EXERCISE DESCRIPTION:
Below are records. Find each line in them that holds the word "joined" and copy it.

═════ EXTRACTED DATA

#[cfg(test)]
mod tests {
    use super::*;

    /// Checks that the buffer starts with `expected`.
    fn expect_bytes(buffer: &ByteBuffer, expected: &[u8]) {
        let bytes = buffer.to_vec();
        assert!(bytes.len() >= expected.len(), "buffer has {} bytes", bytes.len());
        assert_eq!(&bytes[..expected.len()], expected);
    }

    #[test]
    fn test_write_and_grow_sequence() {
        let mut buffer = ByteBuffer::new();
        buffer.prepend(6).write_u8(0x66);
        expect_bytes(&buffer, &[0x66]);

        buffer.begin_mut().write_u8(0x67);
        expect_bytes(&buffer, &[0x67]);
        {
            let mut i = buffer.begin_mut();
            i.next();
            i.write_hton_u16(0x6568);
        }
        expect_bytes(&buffer, &[0x67, 0x65, 0x68]);
        buffer.begin_mut().write_hton_u16(0x6369);
        expect_bytes(&buffer, &[0x63, 0x69, 0x68]);
        {
            let mut i = buffer.begin_mut();
            i.next_by(2);
            i.write_hton_u32(0xdeadbeaf);
        }
        assert_eq!(buffer.to_vec(), [0x63, 0x69, 0xde, 0xad, 0xbe, 0xaf]);

        buffer.prepend(2).write_u16(0);
        assert_eq!(buffer.to_vec(), [0, 0, 0x63, 0x69, 0xde, 0xad, 0xbe, 0xaf]);

        {
            let mut i = buffer.append(2);
            i.prev_by(2);
            i.write_u16(0);
        }
        assert_eq!(buffer.to_vec(), [0, 0, 0x63, 0x69, 0xde, 0xad, 0xbe, 0xaf, 0, 0]);

        buffer.remove_at_start(3);
        assert_eq!(buffer.to_vec(), [0x69, 0xde, 0xad, 0xbe, 0xaf, 0, 0]);
        buffer.remove_at_end(4);
        assert_eq!(buffer.to_vec(), [0x69, 0xde, 0xad]);

        buffer.prepend(1).write_u8(0xff);
        assert_eq!(buffer.to_vec(), [0xff, 0x69, 0xde, 0xad]);

        {
            let mut i = buffer.append(1);
            i.prev();
            i.write_u8(0xff);
        }
        {
            let mut i = buffer.begin_mut();
            i.next_by(2);
            let saved = i.read_u16();
            i.prev_by(2);
            i.write_hton_u16(0xff00);
            i.prev_by(2);
            assert_eq!(i.read_ntoh_u16(), 0xff00);
            i.prev_by(2);
            i.write_u16(saved);
        }
        assert_eq!(buffer.to_vec(), [0xff, 0x69, 0xde, 0xad, 0xff]);

        let mut o = buffer.clone();
        assert_eq!(o.to_vec(), [0xff, 0x69, 0xde, 0xad, 0xff]);
        o.prepend(1).write_u8(0xfe);
        assert_eq!(o.to_vec(), [0xfe, 0xff, 0x69, 0xde, 0xad, 0xff]);

        {
            let mut i = buffer.prepend(2);
            i.write_u8(0xfd);
            i.write_u8(0xfd);
        }
        assert_eq!(o.to_vec(), [0xfe, 0xff, 0x69, 0xde, 0xad, 0xff]);
        assert_eq!(buffer.to_vec(), [0xfd, 0xfd, 0xff, 0x69, 0xde, 0xad, 0xff]);
    }

    #[test]
    fn test_remove_at_start_across_zero_area() {
        let mut buffer = ByteBuffer::with_zero_size(5);
        assert_eq!(buffer.to_vec(), [0, 0, 0, 0, 0]);
        buffer.remove_at_start(1);
        assert_eq!(buffer.to_vec(), [0, 0, 0, 0]);
        buffer.prepend(1).write_u8(0xff);
        assert_eq!(buffer.to_vec(), [0xff, 0, 0, 0, 0]);
        buffer.remove_at_start(3);
        assert_eq!(buffer.to_vec(), [0, 0]);
        buffer.prepend(4).write_hton_u32(0xdeadbeaf);
        assert_eq!(buffer.to_vec(), [0xde, 0xad, 0xbe, 0xaf, 0, 0]);
        buffer.remove_at_start(2);
        assert_eq!(buffer.to_vec(), [0xbe, 0xaf, 0, 0]);
        {
            let mut i = buffer.append(4);
            i.prev_by(4);
            i.write_hton_u32(0xdeadbeaf);
        }
        assert_eq!(buffer.to_vec(), [0xbe, 0xaf, 0, 0, 0xde, 0xad, 0xbe, 0xaf]);
        buffer.remove_at_start(5);
        assert_eq!(buffer.to_vec(), [0xad, 0xbe, 0xaf]);
    }

    #[test]
    fn test_remove_at_end_across_zero_area() {
        let mut buffer = ByteBuffer::with_zero_size(5);
        buffer.remove_at_end(1);
        assert_eq!(buffer.to_vec(), [0, 0, 0, 0]);
        {
            let mut i = buffer.append(2);
            i.prev_by(2);
            i.write_u8(0xab);
            i.write_u8(0xac);
        }
        assert_eq!(buffer.to_vec(), [0, 0, 0, 0, 0xab, 0xac]);
        buffer.remove_at_end(1);
        assert_eq!(buffer.to_vec(), [0, 0, 0, 0, 0xab]);
        buffer.remove_at_end(3);
        assert_eq!(buffer.to_vec(), [0, 0]);

        {
            let mut i = buffer.append(6);
            i.prev_by(6);
            i.write(&[0xac, 0xad, 0xae, 0xaf, 0xba, 0xbb]);
        }
        assert_eq!(buffer.to_vec(), [0, 0, 0xac, 0xad, 0xae, 0xaf, 0xba, 0xbb]);

        {
            let mut i = buffer.prepend(3);
            i.write_u8(0x30);
            i.write_u8(0x31);
            i.write_u8(0x32);
        }
        assert_eq!(
            buffer.to_vec(),
            [0x30, 0x31, 0x32, 0, 0, 0xac, 0xad, 0xae, 0xaf, 0xba, 0xbb]
        );
        buffer.remove_at_end(9);
        assert_eq!(buffer.to_vec(), [0x30, 0x31]);

        let mut buffer = ByteBuffer::with_zero_size(3);
        {
            let mut i = buffer.append(2);
            i.prev_by(2);
            i.write_hton_u16(0xabcd);
        }
        buffer.prepend(1).write_u8(0x21);
        assert_eq!(buffer.to_vec(), [0x21, 0, 0, 0, 0xab, 0xcd]);
        buffer.remove_at_end(8);
        assert_eq!(buffer.size(), 0);
        assert!(buffer.is_empty());
    }

    #[test]
    fn test_over_removal_clamps() {
        let mut buffer = ByteBuffer::with_zero_size(4);
        buffer.add_at_start(2);
        buffer.remove_at_start(u32::MAX);
        assert!(buffer.is_empty());

        let mut buffer = ByteBuffer::with_zero_size(4);
        buffer.add_at_end(2);
        buffer.remove_at_end(100);
        assert!(buffer.is_empty());
    }

    #[test]
    fn test_zero_length_adds_are_noops() {
        let mut buffer = ByteBuffer::new();
        buffer.prepend(3).write(&[1, 2, 3]);
        let shared = buffer.clone();
        buffer.add_at_start(0);
        buffer.add_at_end(0);
        assert_eq!(buffer.to_vec(), [1, 2, 3]);
        assert!(Rc::ptr_eq(&buffer.store, &shared.store));
    }

    #[test]
    fn test_empty_writes_at_zero_area_start() {
        let mut buffer = ByteBuffer::with_zero_size(100);
        {
            let mut i = buffer.prepend(4);
            i.write_hton_u32(0x0102_0304);
            i.write(&[]);
            i.write_u8_repeat(0xee, 0);
        }
        {
            let mut i = buffer.begin_mut();
            i.write(&[]);
            i.next_by(4);
            i.write(&[]);
            i.write_u8_repeat(0xee, 0);
        }
        let mut expected = vec![1, 2, 3, 4];
        expected.extend_from_slice(&[0; 100]);
        assert_eq!(buffer.to_vec(), expected);

        // Without a zero area, its start is the buffer end.
        let mut buffer = ByteBuffer::new();
        buffer.prepend(2).write(&[5, 6]);
        let mut i = buffer.end_mut();
        i.write(&[]);
        i.write_u8_repeat(0xee, 0);
        assert_eq!(buffer.to_vec(), [5, 6]);
    }

    #[test]
    fn test_empty_writes_leave_shared_store_alone() {
        let mut original = ByteBuffer::with_zero_size(8);
        original.prepend(2).write(&[1, 2]);
        let mut copy = original.clone();
        copy.prepend(0).write(&[]);
        copy.append(0).write_u8_repeat(0, 0);
        assert!(Rc::ptr_eq(&copy.store, &original.store));
        assert_eq!(copy.to_vec(), original.to_vec());
    }

    #[test]
    fn test_clone_is_isolated() {
        let mut original = ByteBuffer::new();
        original.prepend(4).write_hton_u32(0x01020304);

        let mut copy = original.clone();
        copy.prepend(2).write_hton_u16(0xaaaa);
        original.prepend(2).write_hton_u16(0xbbbb);

        assert_eq!(copy.to_vec(), [0xaa, 0xaa, 1, 2, 3, 4]);
        assert_eq!(original.to_vec(), [0xbb, 0xbb, 1, 2, 3, 4]);
    }

    #[test]
    fn test_clone_is_isolated_at_end() {
        let mut original = ByteBuffer::new();
        {
            let mut i = original.append(2);
            i.prev_by(2);
            i.write(&[1, 2]);
        }

        let mut copy = original.clone();
        {
            let mut i = copy.append(1);
            i.prev();
            i.write_u8(0xcc);
        }
        {
            let mut i = original.append(1);
            i.prev();
            i.write_u8(0xdd);
        }

        assert_eq!(copy.to_vec(), [1, 2, 0xcc]);
        assert_eq!(original.to_vec(), [1, 2, 0xdd]);
    }

    #[test]
    fn test_overwriting_a_clone_leaves_original_intact() {
        let mut original = ByteBuffer::with_zero_size(2);
        original.prepend(3).write(&[1, 2, 3]);

        let mut copy = original.clone();
        copy.begin_mut().write(&[9, 9, 9]);
        {
            let mut i = copy.end_mut();
            i.prev_by(5);
            i.write_u8(8);
        }
        assert_eq!(copy.to_vec(), [8, 9, 9, 0, 0]);
        assert_eq!(original.to_vec(), [1, 2, 3, 0, 0]);
        assert!(!Rc::ptr_eq(&copy.store, &original.store));

        // Only the writing view pays for the copy.
        let fragment = original.create_fragment(1, 2);
        original.begin_mut().write_u8(7);
        assert_eq!(original.to_vec(), [7, 2, 3, 0, 0]);
        assert_eq!(fragment.to_vec(), [2, 3]);
    }

    #[test]
    fn test_unshared_overwrite_keeps_store() {
        let mut buffer = ByteBuffer::new();
        buffer.prepend(2).write(&[1, 2]);
        let before = Rc::as_ptr(&buffer.store);
        buffer.begin_mut().write_u8(3);
        assert_eq!(Rc::as_ptr(&buffer.store), before);
        assert_eq!(buffer.to_vec(), [3, 2]);
    }

    #[test]
    fn test_add_buffer_joins_zero_areas() {
        let mut head = ByteBuffer::with_zero_size(10);
        head.prepend(1).write_u8(0x11);

        let mut tail = ByteBuffer::with_zero_size(5);
        {
            let mut i = tail.append(2);
            i.prev_by(2);
            i.write(&[0x21, 0x22]);
        }

        head.add_buffer_at_end(&tail);
        assert_eq!(head.size(), 18);
        assert_eq!(head.zero_size(), 15);
        let mut expected = vec![0x11];
        expected.extend_from_slice(&[0; 15]);
        expected.extend_from_slice(&[0x21, 0x22]);
        assert_eq!(head.to_vec(), expected);
    }

    #[test]
    fn test_add_buffer_joins_zero_only_tail() {
        let mut head = ByteBuffer::with_zero_size(3);
        head.add_buffer_at_end(&ByteBuffer::with_zero_size(4));
        assert_eq!(head.size(), 7);
        assert_eq!(head.zero_size(), 7);
    }

    #[test]
    fn test_add_buffer_general_path() {
        let mut first = ByteBuffer::with_zero_size(2);
        {
            let mut i = first.append(1);
            i.prev();
            i.write_u8(9);
        }

        let mut second = ByteBuffer::new();
        second.prepend(3).write(&[4, 5, 6]);

        first.add_buffer_at_end(&second);
        assert_eq!(first.to_vec(), [0, 0, 9, 4, 5, 6]);
        assert_eq!(first.zero_size(), 0);
        assert_eq!(second.to_vec(), [4, 5, 6]);
    }

    #[test]
    fn test_fragments_of_one_store_reassemble() {
        let mut buffer = ByteBuffer::with_zero_size(6);
        buffer.prepend(3).write(&[1, 2, 3]);
        {
            let mut i = buffer.append(2);
            i.prev_by(2);
            i.write(&[7, 8]);
        }

        let mut joined = buffer.create_fragment(0, 4);
        joined.add_buffer_at_end(&buffer.create_fragment(4, 3));
        joined.add_buffer_at_end(&buffer.create_fragment(7, 4));
        assert_eq!(joined.to_vec(), buffer.to_vec());
    }

    #[test]
    fn test_full_fragment_is_identical() {
        let mut buffer = ByteBuffer::with_zero_size(3);
        buffer.prepend(2).write(&[0xab, 0xcd]);
        let fragment = buffer.create_fragment(0, buffer.size());
        assert_eq!(fragment.to_vec(), buffer.to_vec());
        assert!(Rc::ptr_eq(&fragment.store, &buffer.store));
    }

    #[test]
    #[should_panic(expected = "out of range")]
    fn test_fragment_out_of_range() {
        let buffer = ByteBuffer::with_zero_size(3);
        let _ = buffer.create_fragment(2, 2);
    }

    #[test]
    fn test_full_copy_materializes_zeros() {
        let mut buffer = ByteBuffer::with_zero_size(4);
        buffer.prepend(1).write_u8(0xee);
        {
            let mut i = buffer.append(1);
            i.prev();
            i.write_u8(0xff);
        }

        let copy = buffer.create_full_copy();
        assert_eq!(copy.zero_size(), 0);
        assert_eq!(copy.to_vec(), [0xee, 0, 0, 0, 0, 0xff]);
        assert_eq!(&*buffer.peek_data(), &[0xee, 0, 0, 0, 0, 0xff]);
        assert_eq!(buffer.zero_size(), 0);
    }

    #[test]
    fn test_copy_data_partial() {
        let mut buffer = ByteBuffer::with_zero_size(3);
        buffer.prepend(2).write(&[1, 2]);
        {
            let mut i = buffer.append(2);
            i.prev_by(2);
            i.write(&[3, 4]);
        }

        let mut out = [0xffu8; 4];
        assert_eq!(buffer.copy_data(&mut out), 4);
        assert_eq!(out, [1, 2, 0, 0]);

        let mut out = [0xffu8; 16];
        assert_eq!(buffer.copy_data(&mut out), 7);
        assert_eq!(&out[..7], &[1, 2, 0, 0, 0, 3, 4]);
    }

    #[test]
    fn test_write_to_stream() {
        let mut buffer = ByteBuffer::with_zero_size(2500);
        buffer.prepend(1).write_u8(7);
        {
            let mut i = buffer.append(1);
            i.prev();
            i.write_u8(8);
        }

        let mut out = Vec::new();
        buffer.write_to(&mut out, buffer.size()).unwrap();
        assert_eq!(out.len(), 2502);
        assert_eq!(out[0], 7);
        assert!(out[1..2501].iter().all(|&b| b == 0));
        assert_eq!(out[2501], 8);

        let mut out = Vec::new();
        buffer.write_to(&mut out, 3).unwrap();
        assert_eq!(out, [7, 0, 0]);
    }

    #[test]
    fn test_dropped_buffer_raises_recommended_start() {
        let mut buffer = ByteBuffer::with_zero_size(10);
        buffer.add_at_start(40);
        drop(buffer);
        assert!(store::recommended_start() >= 40);
    }

    #[test]
    fn test_replaced_buffer_raises_recommended_start() {
        let mut buffer = ByteBuffer::with_zero_size(10);
        buffer.add_at_start(4000);
        assert!(store::recommended_start() < 4000);
        buffer = ByteBuffer::new();
        assert!(store::recommended_start() >= 4000);
        assert!(buffer.is_empty());

        // Materializing the zero area replaces the view in place.
        let mut buffer = ByteBuffer::with_zero_size(4);
        buffer.add_at_start(5000);
        assert!(store::recommended_start() < 5000);
        let _ = buffer.peek_data();
        assert!(store::recommended_start() >= 5000);
    }
}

══════════

ANSWER SPACE:
        let mut joined = buffer.create_fragment(0, 4);
        joined.add_buffer_at_end(&buffer.create_fragment(4, 3));
        joined.add_buffer_at_end(&buffer.create_fragment(7, 4));
        assert_eq!(joined.to_vec(), buffer.to_vec());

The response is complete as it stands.